A hospital decides to have an MD kicked of its staff for failing to practice medicine in the usual and customary manner. The physician leadership agrees, and the MD in question is told he is on probation. He continues to do the same things he's been warned not to do, and the hospital and physician leadership continue to document the instances, at extra cost to the hospital and time to the physician reviewers (review charts, speak with patients, collect outcome data, etc). All of this is done "for free". Thankfully, no harm is done to any patients. Mainly the MD in question was overbilling for procedures that he hadn't done.
The hospital, after time and effort, fires him from its staff. They report him to the state Medical Board along with all of the findings of their investigation. What do you think happened next? The fired MD sues the state Medical Board, hospital, and individual MD's that recommended his removal from the staff for "ruining" his reputation . He wins a multi million $ judgement from the hospital, his transgressions are minimized by the state Medical Board by court order, and each individual MD that was sued, spent $, time, and many sleepless nights while defending themselves in court proceedings. Luckily, the individual suits were eventually dropped.
I was intimately involved in the above case. Do physicians protect their own? You be the judge. I'll tell you that personally, I'll think long and hard before going through a situation like that again.
I honestly believe that each and every Super 8 Motel I've ever bunked at has been run by a guy named Patel.
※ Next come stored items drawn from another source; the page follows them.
//! Short-lived visual particles
//!
//! Purely cosmetic. The session reports effect requests through
//! [`GameObserver::on_effect`](super::events::GameObserver::on_effect) and a
//! front-end feeds them into a [`ParticleSystem`], which it advances on its
//! own clock.

use rand::rngs::StdRng;
use rand::{Rng, SeedableRng};

use super::geometry::Vec2;

/// Reference frame rate the per-frame tuning values are expressed in
const FRAME_RATE: f32 = 60.0;

const DEFAULT_MAX_PARTICLES: usize = 100;

#[derive(Debug, Clone, Copy, PartialEq, Eq, Hash)]
pub enum ParticleKind {
    FoodBurst,
    Trail,
    SpeedBoost,
    PowerBallTrail,
    Explosion,
    WallHit,
    Sparkle,
}

/// An RGB colour
#[derive(Debug, Clone, Copy, PartialEq, Eq)]
pub struct Rgb(pub u8, pub u8, pub u8);

/// Tuning for one kind of burst
#[derive(Debug, Clone, PartialEq)]
pub struct ParticleConfig {
    pub count: usize,
    /// Probability that a request spawns anything at all
    pub spawn_chance: f32,
    /// Lifetime in frames at the reference rate
    pub lifetime_frames: u32,
    pub palette: &'static [Rgb],
    /// Full width of the random initial velocity, px per frame
    pub spread: f32,
    /// Downward acceleration, px per frame squared
    pub gravity: f32,
    /// Velocity multiplier per frame
    pub friction: f32,
    pub min_size: f32,
    pub max_size: f32,
    /// Random offset applied to the spawn position
    pub jitter: f32,
}

const FOOD_COLORS: &[Rgb] = &[
    Rgb(255, 0, 0),
    Rgb(255, 102, 102),
    Rgb(255, 170, 0),
    Rgb(255, 255, 0),
];
const BOOST_COLORS: &[Rgb] = &[Rgb(255, 215, 0), Rgb(255, 170, 0), Rgb(255, 102, 0)];
const BALL_COLORS: &[Rgb] = &[Rgb(0, 255, 255), Rgb(0, 136, 255), Rgb(255, 255, 255)];
const EXPLOSION_COLORS: &[Rgb] = &[
    Rgb(255, 0, 0),
    Rgb(255, 102, 0),
    Rgb(255, 170, 0),
    Rgb(255, 255, 255),
];
const WALL_COLORS: &[Rgb] = &[Rgb(255, 255, 255), Rgb(204, 204, 204), Rgb(153, 153, 153)];
const TRAIL_COLORS: &[Rgb] = &[Rgb(0, 255, 136)];
const SPARKLE_COLORS: &[Rgb] = &[Rgb(255, 255, 255)];

impl ParticleConfig {
    pub fn for_kind(kind: ParticleKind) -> Self {
        let base = Self {
            count: 1,
            spawn_chance: 1.0,
            lifetime_frames: 30,
            palette: SPARKLE_COLORS,
            spread: 4.0,
            gravity: 0.0,
            friction: 0.98,
            min_size: 1.0,
            max_size: 4.0,
            jitter: 0.0,
        };

        match kind {
            ParticleKind::FoodBurst => Self {
                count: 8,
                lifetime_frames: 40,
                palette: FOOD_COLORS,
                spread: 8.0,
                min_size: 2.0,
                max_size: 6.0,
                ..base
            },
            ParticleKind::Trail => Self {
                spawn_chance: 0.3,
                lifetime_frames: 20,
                palette: TRAIL_COLORS,
                spread: 2.0,
                friction: 0.95,
                max_size: 3.0,
                ..base
            },
            ParticleKind::SpeedBoost => Self {
                count: 5,
                palette: BOOST_COLORS,
                spread: 6.0,
                min_size: 2.0,
                max_size: 5.0,
                ..base
            },
            ParticleKind::PowerBallTrail => Self {
                lifetime_frames: 25,
                palette: BALL_COLORS,
                spread: 3.0,
                ..base
            },
            ParticleKind::Explosion => Self {
                count: 12,
                lifetime_frames: 50,
                palette: EXPLOSION_COLORS,
                spread: 10.0,
                gravity: 0.1,
                min_size: 2.0,
                max_size: 7.0,
                ..base
            },
            ParticleKind::WallHit => Self {
                count: 6,
                lifetime_frames: 35,
                palette: WALL_COLORS,
                spread: 6.0,
                ..base
            },
            ParticleKind::Sparkle => Self {
                spawn_chance: 0.2,
                lifetime_frames: 15,
                spread: 1.0,
                max_size: 3.0,
                jitter: 12.0,
                ..base
            },
        }
    }
}

#[derive(Debug, Clone, PartialEq)]
pub struct Particle {
    pub pos: Vec2,
    /// Velocity in px per frame at the reference rate
    pub vel: Vec2,
    pub size: f32,
    pub color: Rgb,
    pub gravity: f32,
    pub friction: f32,
    /// Remaining life in frames
    pub life: f32,
    pub max_life: f32,
}

impl Particle {
    /// Opacity fading linearly from 1 to 0 over the lifetime
    pub fn alpha(&self) -> f32 {
        if self.max_life > 0.0 {
            (self.life / self.max_life).clamp(0.0, 1.0)
        } else {
            0.0
        }
    }
}

/// Bounded pool of particles; the oldest are dropped first when full
#[derive(Debug, Clone)]
pub struct ParticleSystem {
    particles: Vec<Particle>,
    max_particles: usize,
    rng: StdRng,
}

impl Default for ParticleSystem {
    fn default() -> Self {
        Self::new()
    }
}

impl ParticleSystem {
    pub fn new() -> Self {
        Self::with_rng(StdRng::from_entropy())
    }

    pub fn with_seed(seed: u64) -> Self {
        Self::with_rng(StdRng::seed_from_u64(seed))
    }

    fn with_rng(rng: StdRng) -> Self {
        Self {
            particles: Vec::new(),
            max_particles: DEFAULT_MAX_PARTICLES,
            rng,
        }
    }

    pub fn with_capacity(mut self, max_particles: usize) -> Self {
        self.max_particles = max_particles;
        self
    }

    pub fn particles(&self) -> &[Particle] {
        &self.particles
    }

    pub fn len(&self) -> usize {
        self.particles.len()
    }

    pub fn is_empty(&self) -> bool {
        self.particles.is_empty()
    }

    pub fn spawn(&mut self, kind: ParticleKind, pos: Vec2) {
        let config = ParticleConfig::for_kind(kind);
        self.spawn_with(&config, pos);
    }

    pub fn spawn_with(&mut self, config: &ParticleConfig, pos: Vec2) {
        if config.palette.is_empty() || self.rng.gen::<f32>() >= config.spawn_chance {
            return;
        }

        for _ in 0..config.count {
            let offset = Vec2::new(
                (self.rng.gen::<f32>() - 0.5) * config.jitter * 2.0,
                (self.rng.gen::<f32>() - 0.5) * config.jitter * 2.0,
            );
            let vel = Vec2::new(
                (self.rng.gen::<f32>() - 0.5) * config.spread,
                (self.rng.gen::<f32>() - 0.5) * config.spread,
            );
            let size = if config.max_size > config.min_size {
                self.rng.gen_range(config.min_size..config.max_size)
            } else {
                config.min_size
            };
            let color = config.palette[self.rng.gen_range(0..config.palette.len())];
            let life = config.lifetime_frames as f32;

            self.particles.push(Particle {
                pos: pos + offset,
                vel,
                size,
                color,
                gravity: config.gravity,
                friction: config.friction,
                life,
                max_life: life,
            });
        }
        self.enforce_cap();
    }

    /// Advance every particle by `dt` seconds and drop expired ones
    pub fn update(&mut self, dt: f32) {
        if !dt.is_finite() || dt <= 0.0 {
            return;
        }
        let frames = dt * FRAME_RATE;

        for p in &mut self.particles {
            p.pos += p.vel.scaled(frames);
            p.vel.y += p.gravity * frames;
            let damping = p.friction.powf(frames);
            p.vel = p.vel.scaled(damping);
            p.life -= frames;
        }
        self.particles.retain(|p| p.life > 0.0);
        self.enforce_cap();
    }

    pub fn clear(&mut self) {
        self.particles.clear();
    }

    fn enforce_cap(&mut self) {
        if self.particles.len() > self.max_particles {
            let excess = self.particles.len() - self.max_particles;
            self.particles.drain(..excess);
        }
    }
}

#[cfg(test)]
mod tests {
    use super::*;

    #[test]
    fn test_food_burst_spawns_eight() {
        let mut system = ParticleSystem::with_seed(1);
        system.spawn(ParticleKind::FoodBurst, Vec2::new(50.0, 50.0));
        assert_eq!(system.len(), 8);
        assert!(system.particles().iter().all(|p| FOOD_COLORS.contains(&p.color)));
    }

    #[test]
    fn test_cap_drops_oldest() {
        let mut system = ParticleSystem::with_seed(2).with_capacity(20);
        system.spawn(ParticleKind::FoodBurst, Vec2::new(1.0, 1.0));
        for _ in 0..3 {
            system.spawn(ParticleKind::Explosion, Vec2::new(100.0, 100.0));
        }
        assert_eq!(system.len(), 20);
        // The food burst was the oldest and is gone entirely
        assert!(system.particles().iter().all(|p| EXPLOSION_COLORS.contains(&p.color)));
    }

    #[test]
    fn test_particles_expire() {
        let mut system = ParticleSystem::with_seed(3);
        system.spawn(ParticleKind::WallHit, Vec2::new(10.0, 10.0));
        assert_eq!(system.len(), 6);

        system.update(0.3);
        assert_eq!(system.len(), 6);
        assert!(system.particles().iter().all(|p| p.alpha() < 1.0));

        system.update(0.3);
        assert!(system.is_empty());
    }

    #[test]
    fn test_gravity_pulls_down() {
        let mut system = ParticleSystem::with_seed(4);
        let config = ParticleConfig {
            spread: 0.0,
            friction: 1.0,
            count: 1,
            ..ParticleConfig::for_kind(ParticleKind::Explosion)
        };
        system.spawn_with(&config, Vec2::new(0.0, 0.0));
        system.update(0.2);
        system.update(0.2);
        assert!(system.particles()[0].pos.y > 0.0);
    }

    #[test]
    fn test_update_ignores_bad_dt() {
        let mut system = ParticleSystem::with_seed(5);
        system.spawn(ParticleKind::FoodBurst, Vec2::new(50.0, 50.0));
        let before = system.particles().to_vec();
        system.update(f32::NAN);
        system.update(-1.0);
        assert_eq!(system.particles(), before.as_slice());
    }
}
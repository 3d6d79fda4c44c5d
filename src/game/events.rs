use super::collision::GameOverReason;
use super::config::GameMode;
use super::geometry::Vec2;
use super::particles::ParticleKind;

/// Named audio cues emitted by the session
#[derive(Debug, Clone, Copy, PartialEq, Eq, Hash)]
pub enum SoundEvent {
    Eat,
    Success,
    Hit,
    Explosion,
    SpeedBoost,
    Whoosh,
}

impl SoundEvent {
    pub fn name(&self) -> &'static str {
        match self {
            SoundEvent::Eat => "eat",
            SoundEvent::Success => "success",
            SoundEvent::Hit => "hit",
            SoundEvent::Explosion => "explosion",
            SoundEvent::SpeedBoost => "speedboost",
            SoundEvent::Whoosh => "whoosh",
        }
    }
}

/// A request for a visual effect at a field position
#[derive(Debug, Clone, Copy, PartialEq)]
pub struct EffectEvent {
    pub kind: ParticleKind,
    pub pos: Vec2,
}

/// Payload delivered once when a round ends
#[derive(Debug, Clone, PartialEq)]
pub struct GameOverSummary {
    pub score: u32,
    pub snake_length: usize,
    /// Simulated seconds spent running
    pub elapsed_time: f32,
    pub mode: GameMode,
    pub reason: GameOverReason,
    pub is_win: bool,
}

/// Receives side effects from the session
///
/// Every method has a no-op default so collaborators only implement what
/// they consume.
pub trait GameObserver {
    fn on_sound(&mut self, _sound: SoundEvent) {}

    fn on_effect(&mut self, _effect: EffectEvent) {}

    fn on_score(&mut self, _score: u32) {}

    /// Whole seconds left on the time-attack clock, reported on change
    fn on_timer(&mut self, _seconds_left: u32) {}

    fn on_game_over(&mut self, _summary: &GameOverSummary) {}
}

/// Observer that ignores everything
#[derive(Debug, Clone, Copy, Default)]
pub struct NullObserver;

impl GameObserver for NullObserver {}

/// Observer that records everything it receives
#[derive(Debug, Clone, Default)]
pub struct EventLog {
    pub sounds: Vec<SoundEvent>,
    pub effects: Vec<EffectEvent>,
    pub scores: Vec<u32>,
    pub timers: Vec<u32>,
    pub game_overs: Vec<GameOverSummary>,
}

impl EventLog {
    pub fn new() -> Self {
        Self::default()
    }

    pub fn clear(&mut self) {
        *self = Self::default();
    }

    pub fn count_sound(&self, sound: SoundEvent) -> usize {
        self.sounds.iter().filter(|s| **s == sound).count()
    }

    pub fn count_effect(&self, kind: ParticleKind) -> usize {
        self.effects.iter().filter(|e| e.kind == kind).count()
    }
}

impl GameObserver for EventLog {
    fn on_sound(&mut self, sound: SoundEvent) {
        self.sounds.push(sound);
    }

    fn on_effect(&mut self, effect: EffectEvent) {
        self.effects.push(effect);
    }

    fn on_score(&mut self, score: u32) {
        self.scores.push(score);
    }

    fn on_timer(&mut self, seconds_left: u32) {
        self.timers.push(seconds_left);
    }

    fn on_game_over(&mut self, summary: &GameOverSummary) {
        self.game_overs.push(summary.clone());
    }
}

#[cfg(test)]
mod tests {
    use super::*;

    #[test]
    fn test_event_log_records() {
        let mut log = EventLog::new();
        log.on_sound(SoundEvent::Eat);
        log.on_sound(SoundEvent::Eat);
        log.on_effect(EffectEvent {
            kind: ParticleKind::FoodBurst,
            pos: Vec2::new(1.0, 2.0),
        });
        log.on_score(10);

        assert_eq!(log.count_sound(SoundEvent::Eat), 2);
        assert_eq!(log.count_effect(ParticleKind::FoodBurst), 1);
        assert_eq!(log.scores, vec![10]);

        log.clear();
        assert!(log.sounds.is_empty());
    }

    #[test]
    fn test_sound_names() {
        assert_eq!(SoundEvent::SpeedBoost.name(), "speedboost");
        assert_eq!(SoundEvent::Whoosh.name(), "whoosh");
    }
}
Who do you think makes up the State Boards? Who do you think makes up the state laws? You think MD's might be involved somewhere in there?
In Texas if you are a pharmacist and go bad, the Board of Pharmacy will come down on hard, really hard.
This man has had his license yanked in New York and Oregon, and will soon be banned from practice in Australia, if he hasn't already.
It's an urban myth that incompetent doctors are allowed to practice indefinitely with no oversight. My own state of Arizona suspends or revokes dozens of medical licenses every year. And it's a myth that the various state medical boards do not communicate with each other; that may have been true once, but nowadays a suspension in one state is cause for suspension in any other state.
But the various notifications and investigations take time, if there is going to be anything like due process before someone's livelihood and twenty years of education is flushed down the toilet. And of course the investigatory process is clogged by complaints from unhappy patients who don't like their doctors' bedside manner or think his bill is too high. By law, each of those has to be investigated with the same diligence as they do for the doctor who does colostomies backwards.
The system is not perfect, but it's better than in any other country, and almost all the time it functions correctly. Horror stories like this are the rare exception, and that's why they are in the newspaper.
-ccm
"God, preserve me from bad doctors, and bad priests.
Why are they allowed to continue to practice?
Could it be that nobody is filing any Q.A. reports?
If you are seeing malpractice, then it is your ethical and legal obligation as an RN to file a report about that malpractice.
Other doctors have their own patients and practices and may have no more idea about what another doctor is doing than an RN on the Pediatric Ward knows about what an RN in the General Surgery Ward is doing.
If you see Dr. Smith committing malpractice in Room 302, you can't expect Doctor Jones in Room 507 to telepathically know about it and do something about it.
If YOU see malpractice, it is YOUR ethical and legal obligation to file a report about it with your Hospital Q.A. Committee. If the matter is not dealt with appropriately at that level, then it is YOUR ethical and legal obligation to file a report with your State Medical Licensing Q.A. Board.
If you are not part of the solution, you are part of the problem.
"Public members"............That would also include you, would it not?
If you truly believe that State Medical Licensing Boards are nothing more than corrupt Medical Mafias, well, then, volunteer yourself to be a member of your State Board and do something about it.